Can someone at least just whisper for once? Any voices out there would be nice. I'd ask you for help, but it's too late now. I guess I'm just going to talk for one last time before I get myself in a lot of trouble. Still, it's a good thing I've decided to make changes to my life before this happened. I'm spending a lot less time on technology of all kinds, I'm trying to be more polite in conversations, and I continue to cherish some of the things the physical world has brought to me. I know that I said that I hate college, but to be honest, I actually don't feel anything at all. I feel just fine, that's all. And there's nothing wrong with that right?
 
*hug* I feel ya bro. You remind me of myself.

I know exactly how you're feeling, I too failed College and felt like the most miserable being in existence, all my dreams for the future went down the drain and it hurt me to think that I had failed my parents, the ones who helped me out the most during my College years, I had even warned them long before getting assigned to a College that I had a feeling that I was going to fail it, but they didn't hear me out and lost lots of time and money because of me.

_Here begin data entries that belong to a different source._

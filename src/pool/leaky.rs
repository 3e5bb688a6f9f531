//! Lock-free leaky buffer pool.
//!
//! Buffers live in a bounded [`ArrayQueue`]. Acquiring from an empty pool
//! allocates, releasing into a full pool drops the buffer, and buffers whose
//! backing storage grew beyond the configured allocation size are replaced
//! before they are pooled again. Nothing ever blocks or fails.

use crossbeam::queue::ArrayQueue;
use std::sync::atomic::{AtomicUsize, Ordering};
use tracing::{debug, trace};

use super::{Buffer, PooledBuffer};

/// Default allocation size for pooled buffers.
pub const DEFAULT_ALLOC_SIZE: usize = 8192;

/// Default number of slots in a pool.
pub const DEFAULT_SLOTS: usize = 256;

/// Relaxed ordering for counters (eventual visibility is fine for stats).
const RELAXED: Ordering = Ordering::Relaxed;

/// Pool sizing.
#[derive(Debug, Clone, Copy, PartialEq, Eq)]
pub struct PoolConfig {
    /// Maximum number of resident buffers.
    pub slots: usize,
    /// Capacity of new buffers and the largest capacity the pool keeps.
    pub alloc_size: usize,
}

impl Default for PoolConfig {
    fn default() -> Self {
        Self {
            slots: DEFAULT_SLOTS,
            alloc_size: DEFAULT_ALLOC_SIZE,
        }
    }
}

impl PoolConfig {
    /// Set the slot count
    pub fn with_slots(mut self, slots: usize) -> Self {
        self.slots = slots;
        self
    }

    /// Set the allocation size
    pub fn with_alloc_size(mut self, alloc_size: usize) -> Self {
        self.alloc_size = alloc_size;
        self
    }
}

/// Bounded pool of reusable [`Buffer`]s.
///
/// Share it by reference or behind an `Arc`; there is no process-wide
/// instance.
pub struct LeakyBufferPool {
    /// Resident buffers. `None` for a zero-slot pool, which keeps nothing.
    slots: Option<ArrayQueue<Buffer>>,
    /// Capacity of new buffers; larger ones are replaced on release.
    alloc_size: usize,
    /// Statistics: buffers taken from the pool.
    hits: AtomicUsize,
    /// Statistics: buffers allocated because the pool was empty.
    misses: AtomicUsize,
    /// Statistics: buffers accepted back into the pool.
    returns: AtomicUsize,
    /// Statistics: oversized buffers replaced on release.
    replaced: AtomicUsize,
    /// Statistics: buffers dropped because the pool was full.
    drops: AtomicUsize,
}

impl LeakyBufferPool {
    /// Create an empty pool holding at most `slots` buffers of `alloc_size`
    /// bytes each.
    pub fn new(slots: usize, alloc_size: usize) -> Self {
        debug!("Creating buffer pool: {} slots, {} byte buffers", slots, alloc_size);
        Self {
            slots: (slots > 0).then(|| ArrayQueue::new(slots)),
            alloc_size,
            hits: AtomicUsize::new(0),
            misses: AtomicUsize::new(0),
            returns: AtomicUsize::new(0),
            replaced: AtomicUsize::new(0),
            drops: AtomicUsize::new(0),
        }
    }

    /// Create a pool from a [`PoolConfig`].
    pub fn from_config(config: &PoolConfig) -> Self {
        Self::new(config.slots, config.alloc_size)
    }

    /// Take a buffer from the pool, or allocate a new one if none is resident.
    ///
    /// Pooled buffers are handed out as they were stored: empty, with at
    /// most `alloc_size` bytes of capacity.
    #[inline]
    pub fn acquire(&self) -> Buffer {
        match self.slots.as_ref().and_then(ArrayQueue::pop) {
            Some(buf) => {
                self.hits.fetch_add(1, RELAXED);
                buf
            }
            None => {
                self.misses.fetch_add(1, RELAXED);
                Buffer::with_capacity(self.alloc_size)
            }
        }
    }

    /// Return a buffer to the pool.
    ///
    /// The buffer is reset. If its backing storage grew beyond `alloc_size`
    /// it is dropped and replaced by a fresh buffer, so growth during use
    /// never stays in the pool. Smaller buffers are kept as they are. If the
    /// pool is full, the buffer is dropped.
    #[inline]
    pub fn release(&self, mut buf: Buffer) {
        buf.reset();

        // Measured from offset zero, not from the read cursor.
        if buf.full_capacity() > self.alloc_size {
            trace!(
                "Replacing oversized buffer: capacity {} > {}",
                buf.full_capacity(),
                self.alloc_size
            );
            self.replaced.fetch_add(1, RELAXED);
            buf = Buffer::with_capacity(self.alloc_size);
        }

        let accepted = match &self.slots {
            Some(queue) => queue.push(buf).is_ok(),
            None => false,
        };

        if accepted {
            self.returns.fetch_add(1, RELAXED);
        } else {
            trace!("Buffer pool full, dropping buffer");
            self.drops.fetch_add(1, RELAXED);
        }
    }

    /// Acquire a buffer wrapped in a guard that releases it on drop.
    pub fn lease(&self) -> PooledBuffer<'_> {
        PooledBuffer::new(self, self.acquire())
    }

    /// Remove and return every resident buffer.
    pub fn drain(&self) -> Vec<Buffer> {
        let mut drained = Vec::with_capacity(self.len());
        if let Some(queue) = &self.slots {
            while let Some(buf) = queue.pop() {
                drained.push(buf);
            }
        }
        drained
    }

    /// Get pool statistics.
    pub fn stats(&self) -> PoolStats {
        PoolStats {
            resident: self.len(),
            hits: self.hits.load(RELAXED),
            misses: self.misses.load(RELAXED),
            returns: self.returns.load(RELAXED),
            replaced: self.replaced.load(RELAXED),
            drops: self.drops.load(RELAXED),
        }
    }

    /// Get the current number of resident buffers.
    #[inline]
    pub fn len(&self) -> usize {
        self.slots.as_ref().map_or(0, ArrayQueue::len)
    }

    /// Check if no buffers are resident.
    #[inline]
    pub fn is_empty(&self) -> bool {
        self.len() == 0
    }

    /// Maximum number of resident buffers.
    #[inline]
    pub fn slots(&self) -> usize {
        self.slots.as_ref().map_or(0, ArrayQueue::capacity)
    }

    /// Capacity of buffers created by this pool.
    #[inline]
    pub fn alloc_size(&self) -> usize {
        self.alloc_size
    }
}

impl Default for LeakyBufferPool {
    fn default() -> Self {
        Self::from_config(&PoolConfig::default())
    }
}

impl std::fmt::Debug for LeakyBufferPool {
    fn fmt(&self, f: &mut std::fmt::Formatter<'_>) -> std::fmt::Result {
        f.debug_struct("LeakyBufferPool")
            .field("slots", &self.slots())
            .field("alloc_size", &self.alloc_size)
            .field("resident", &self.len())
            .finish()
    }
}

/// Pool statistics for monitoring.
#[derive(Debug, Clone, Copy, Default, PartialEq, Eq)]
pub struct PoolStats {
    /// Current buffers in pool.
    pub resident: usize,
    /// Buffers acquired from pool (cache hits).
    pub hits: usize,
    /// Buffers created new (cache misses).
    pub misses: usize,
    /// Buffers returned to pool.
    pub returns: usize,
    /// Buffers replaced on release because they outgrew `alloc_size`.
    pub replaced: usize,
    /// Buffers dropped when pool was full.
    pub drops: usize,
}

impl PoolStats {
    /// Calculate hit rate (0.0 to 1.0).
    pub fn hit_rate(&self) -> f64 {
        let total = self.hits + self.misses;
        if total == 0 {
            0.0
        } else {
            self.hits as f64 / total as f64
        }
    }
}
//! Auth service — session-token verification and board role lookup.
//!
//! ARCHITECTURE
//! ============
//! Identity issuance lives elsewhere; this service only checks what it is
//! handed. Tokens are stored as SHA-256 hex digests, so a leaked `sessions`
//! table never yields usable bearer credentials.
//!
//! Both lookups sit behind traits so the realtime gateway can be exercised
//! without a database.

use sha2::{Digest, Sha256};
use sqlx::{PgPool, Row};

use crate::state::Role;

#[derive(Debug, Clone, PartialEq, Eq, serde::Serialize)]
pub struct Identity {
    pub id: String,
    pub name: String,
    pub email: String,
}

#[derive(Debug, thiserror::Error)]
pub enum AuthError {
    #[error("invalid or expired session token")]
    InvalidToken,
    #[error("database error: {0}")]
    Database(#[from] sqlx::Error),
}

impl crate::frame::ErrorCode for AuthError {
    fn error_code(&self) -> &'static str {
        match self {
            Self::InvalidToken => "E_UNAUTHORIZED",
            Self::Database(_) => "E_DATABASE",
        }
    }
}

/// Resolves a bearer token to the identity it was issued for.
#[async_trait::async_trait]
pub trait SessionVerifier: Send + Sync {
    /// # Errors
    ///
    /// `InvalidToken` for malformed, unknown, or expired tokens.
    async fn verify_session(&self, token: &str) -> Result<Identity, AuthError>;
}

/// Resolves a user's role on a board. `None` when the user holds no
/// membership row.
#[async_trait::async_trait]
pub trait RoleLookup: Send + Sync {
    async fn board_role(&self, board_id: &str, user_id: &str) -> Result<Option<Role>, AuthError>;
}

/// Digest stored in `sessions.token_hash`.
#[must_use]
pub fn hash_token(token: &str) -> String {
    let mut hasher = Sha256::new();
    hasher.update(token.as_bytes());
    let bytes = hasher.finalize();
    bytes.iter().map(|b| format!("{b:02x}")).collect::<String>()
}

/// Postgres-backed verifier and role lookup.
pub struct PgAuth {
    pool: PgPool,
}

impl PgAuth {
    #[must_use]
    pub fn new(pool: PgPool) -> Self {
        Self { pool }
    }
}

#[async_trait::async_trait]
impl SessionVerifier for PgAuth {
    async fn verify_session(&self, token: &str) -> Result<Identity, AuthError> {
        let token = token.trim();
        if token.is_empty() {
            return Err(AuthError::InvalidToken);
        }

        let row = sqlx::query(
            r"SELECT u.id::text AS id, u.name, u.email
              FROM sessions s
              JOIN users u ON u.id = s.user_id
              WHERE s.token_hash = $1 AND s.expires_at > now()",
        )
        .bind(hash_token(token))
        .fetch_optional(&self.pool)
        .await?;

        let row = row.ok_or(AuthError::InvalidToken)?;
        Ok(Identity { id: row.get("id"), name: row.get("name"), email: row.get("email") })
    }
}

#[async_trait::async_trait]
impl RoleLookup for PgAuth {
    async fn board_role(&self, board_id: &str, user_id: &str) -> Result<Option<Role>, AuthError> {
        let role: Option<String> =
            sqlx::query_scalar("SELECT role FROM board_members WHERE board_id = $1 AND user_id::text = $2")
                .bind(board_id)
                .bind(user_id)
                .fetch_optional(&self.pool)
                .await?;

        Ok(role.as_deref().and_then(Role::parse))
    }
}

#[cfg(test)]
#[path = "auth_test.rs"]
mod tests;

If I could give you some advice on how to get back on your feet, I would, but as you guessed, I don't have any, hopefully some other members here do give you some tips though. The only reason I'm typing this is so you don't feel alone, even if the experiences are negative, it's always nice to find someone who's gone through similar ordeals, don't you think?
 
Do you think that the reason you might be about to fail college could be that you're studying something that you aren't passionate about? If so, maybe this is an area where you need to think about things.
 
Paraiyar said:
Do you think that the reason you might be about to fail college could be that you're studying something that you aren't passionate about? If so, maybe this is an area where you need to think about things.

It's nothing like that at all, actually. It all started when I enrolled for Precalculus II for Summer Quarter. The class was really hard and we were moving so fast. We were also obligated to group with other people and share answers but I didn't have any. I wasn't cut for it at all, and it affected my self esteem on the long run.

I was always the type of person who would rather do things alone. Every time I tried to ask for help, either no one wanted to help me, or they just didn't care at all. It's no different from high school the way I see it. I wish college wasn't the only way. I'm getting nothing out of it. And my classmates aren't even interested in socializing with me anymore. I was with a friend of mine the other day, and while I was sharing with him what was going on since we last met, he was just looking at the distance, and then the next thing you know, he goes on his smart phone. I find a lot of people are like that these days.

I'm going to try and stay away from now on. If he asks me if I want to walk around or not, I'm just going to tell him that I gotta go somewhere important. Luckily for me, my generation is accepting enough that it's rather easy to manipulate them, even though they could get a little upset once in awhile.

I can do work in college without being passionate. But without any kind of support, emotional or not, I feel unappreciated. There's nothing I can do in regards to my family. I never knew them, and for about my whole life, I never talked to them that much either. And they won't be much help; I'm considered a first generation college student. They never had the privilege to go to a higher education. I don't even want to start with my aunts and uncles. Things have slowly gotten worse since one of my aunts died of cancer (never knew her either by the way).